=== DATA SUPPLIED ===

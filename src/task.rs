//! # Background Tasks
//!
//! Long operations (fetching records, rendering a batch, running a print job)
//! run on tokio's blocking pool. Their results come back as [`Completion`]s
//! on a channel owned by the interactive side.
//!
//! ```
//! # #[tokio::main(flavor = "current_thread")]
//! # async fn main() {
//! use seatlabel::task::TaskRunner;
//!
//! let (runner, mut completions) = TaskRunner::<u32>::new(tokio::runtime::Handle::current());
//! runner.spawn("count", || Ok(42));
//!
//! let done = completions.recv().await.unwrap();
//! assert_eq!(done.task, "count");
//! assert_eq!(done.result.unwrap(), 42);
//! # }
//! ```
//!
//! Tasks cannot be cancelled. A task that panics is reported as
//! [`LabelError::Task`].

use tokio::runtime::Handle;
use tokio::sync::mpsc::{UnboundedReceiver, UnboundedSender, unbounded_channel};
use tracing::{debug, error};

use crate::error::LabelError;

/// A finished task.
#[derive(Debug)]
pub struct Completion<T> {
    pub task: String,
    pub result: Result<T, LabelError>,
}

/// Spawns blocking work and reports completions.
#[derive(Debug)]
pub struct TaskRunner<T> {
    handle: Handle,
    tx: UnboundedSender<Completion<T>>,
}

impl<T> Clone for TaskRunner<T> {
    fn clone(&self) -> Self {
        Self {
            handle: self.handle.clone(),
            tx: self.tx.clone(),
        }
    }
}

impl<T: Send + 'static> TaskRunner<T> {
    pub fn new(handle: Handle) -> (Self, UnboundedReceiver<Completion<T>>) {
        let (tx, rx) = unbounded_channel();
        (Self { handle, tx }, rx)
    }

    /// Run `work` off the calling thread.
    pub fn spawn<F>(&self, name: impl Into<String>, work: F)
    where
        F: FnOnce() -> Result<T, LabelError> + Send + 'static,
    {
        let task = name.into();
        let tx = self.tx.clone();
        let handle = self.handle.clone();

        debug!("Starting task '{}'", task);
        self.handle.spawn(async move {
            let result = match handle.spawn_blocking(work).await {
                Ok(result) => result,
                Err(e) => Err(LabelError::Task(format!("{} did not finish: {}", task, e))),
            };
            if let Err(e) = &result {
                error!("Task '{}' failed: {}", task, e);
            }
            // Receiver gone means nobody is waiting any more
            let _ = tx.send(Completion { task, result });
        });
    }
}

#[cfg(test)]
mod tests {
    use super::*;

    #[tokio::test]
    async fn test_completion_delivered() {
        let (runner, mut rx) = TaskRunner::new(Handle::current());
        runner.spawn("fetch", || Ok(vec![1, 2, 3]));
        let done = rx.recv().await.unwrap();
        assert_eq!(done.task, "fetch");
        assert_eq!(done.result.unwrap(), vec![1, 2, 3]);
    }

    #[tokio::test]
    async fn test_error_delivered() {
        let (runner, mut rx) = TaskRunner::<()>::new(Handle::current());
        runner.spawn("print", || Err(LabelError::Connectivity("offline".into())));
        let done = rx.recv().await.unwrap();
        assert!(matches!(done.result, Err(LabelError::Connectivity(_))));
    }

    #[tokio::test]
    async fn test_panic_becomes_task_error() {
        let (runner, mut rx) = TaskRunner::<()>::new(Handle::current());
        runner.spawn("boom", || panic!("render crashed"));
        let done = rx.recv().await.unwrap();
        assert!(matches!(done.result, Err(LabelError::Task(_))));
    }

    #[tokio::test]
    async fn test_many_tasks_all_complete() {
        let (runner, mut rx) = TaskRunner::new(Handle::current());
        for i in 0..5u32 {
            runner.spawn(format!("t{}", i), move || Ok(i));
        }
        let mut seen = Vec::new();
        for _ in 0..5 {
            seen.push(rx.recv().await.unwrap().result.unwrap());
        }
        seen.sort();
        assert_eq!(seen, vec![0, 1, 2, 3, 4]);
    }
}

===

### WHAT TO PRODUCE
Return the entries above word for word.

### EXERCISE ANSWER
filename src/task.rs
//! # Background Tasks
//!
//! Long operations (fetching records, rendering a batch, running a print job)
//! run on tokio's blocking pool. Their results come back as [`Completion`]s
//! on a channel owned by the interactive side.
//!
//! ```
//! # #[tokio::main(flavor = "current_thread")]
//! # async fn main() {
//! use seatlabel::task::TaskRunner;
//!
//! let (runner, mut completions) = TaskRunner::<u32>::new(tokio::runtime::Handle::current());
//! runner.spawn("count", || Ok(42));
//!
//! let done = completions.recv().await.unwrap();
//! assert_eq!(done.task, "count");
//! assert_eq!(done.result.unwrap(), 42);
//! # }
//! ```
//!
//! Tasks cannot be cancelled. A task that panics is reported as
//! [`LabelError::Task`].

use tokio::runtime::Handle;
use tokio::sync::mpsc::{UnboundedReceiver, UnboundedSender, unbounded_channel};
use tracing::{debug, error};

use crate::error::LabelError;

/// A finished task.
#[derive(Debug)]
pub struct Completion<T> {
    pub task: String,
    pub result: Result<T, LabelError>,
}

/// Spawns blocking work and reports completions.
#[derive(Debug)]
pub struct TaskRunner<T> {
    handle: Handle,
    tx: UnboundedSender<Completion<T>>,
}

impl<T> Clone for TaskRunner<T> {
    fn clone(&self) -> Self {
        Self {
            handle: self.handle.clone(),
            tx: self.tx.clone(),
        }
    }
}

impl<T: Send + 'static> TaskRunner<T> {
    pub fn new(handle: Handle) -> (Self, UnboundedReceiver<Completion<T>>) {
        let (tx, rx) = unbounded_channel();
        (Self { handle, tx }, rx)
    }

    /// Run `work` off the calling thread.
    pub fn spawn<F>(&self, name: impl Into<String>, work: F)
    where
        F: FnOnce() -> Result<T, LabelError> + Send + 'static,
    {
        let task = name.into();
        let tx = self.tx.clone();
        let handle = self.handle.clone();

        debug!("Starting task '{}'", task);
        self.handle.spawn(async move {
            let result = match handle.spawn_blocking(work).await {
                Ok(result) => result,
                Err(e) => Err(LabelError::Task(format!("{} did not finish: {}", task, e))),
            };
            if let Err(e) = &result {
                error!("Task '{}' failed: {}", task, e);
            }
            // Receiver gone means nobody is waiting any more
            let _ = tx.send(Completion { task, result });
        });
    }
}

#[cfg(test)]
mod tests {
    use super::*;

    #[tokio::test]
    async fn test_completion_delivered() {
        let (runner, mut rx) = TaskRunner::new(Handle::current());
        runner.spawn("fetch", || Ok(vec![1, 2, 3]));
        let done = rx.recv().await.unwrap();
        assert_eq!(done.task, "fetch");
        assert_eq!(done.result.unwrap(), vec![1, 2, 3]);
    }

    #[tokio::test]
    async fn test_error_delivered() {
        let (runner, mut rx) = TaskRunner::<()>::new(Handle::current());
        runner.spawn("print", || Err(LabelError::Connectivity("offline".into())));
        let done = rx.recv().await.unwrap();
        assert!(matches!(done.result, Err(LabelError::Connectivity(_))));
    }

    #[tokio::test]
    async fn test_panic_becomes_task_error() {
        let (runner, mut rx) = TaskRunner::<()>::new(Handle::current());
        runner.spawn("boom", || panic!("render crashed"));
        let done = rx.recv().await.unwrap();
        assert!(matches!(done.result, Err(LabelError::Task(_))));
    }

    #[tokio::test]
    async fn test_many_tasks_all_complete() {
        let (runner, mut rx) = TaskRunner::new(Handle::current());
        for i in 0..5u32 {
            runner.spawn(format!("t{}", i), move || Ok(i));
        }
        let mut seen = Vec::new();
        for _ in 0..5 {
            seen.push(rx.recv().await.unwrap().result.unwrap());
        }
        seen.sort();
        assert_eq!(seen, vec![0, 1, 2, 3, 4]);
    }
}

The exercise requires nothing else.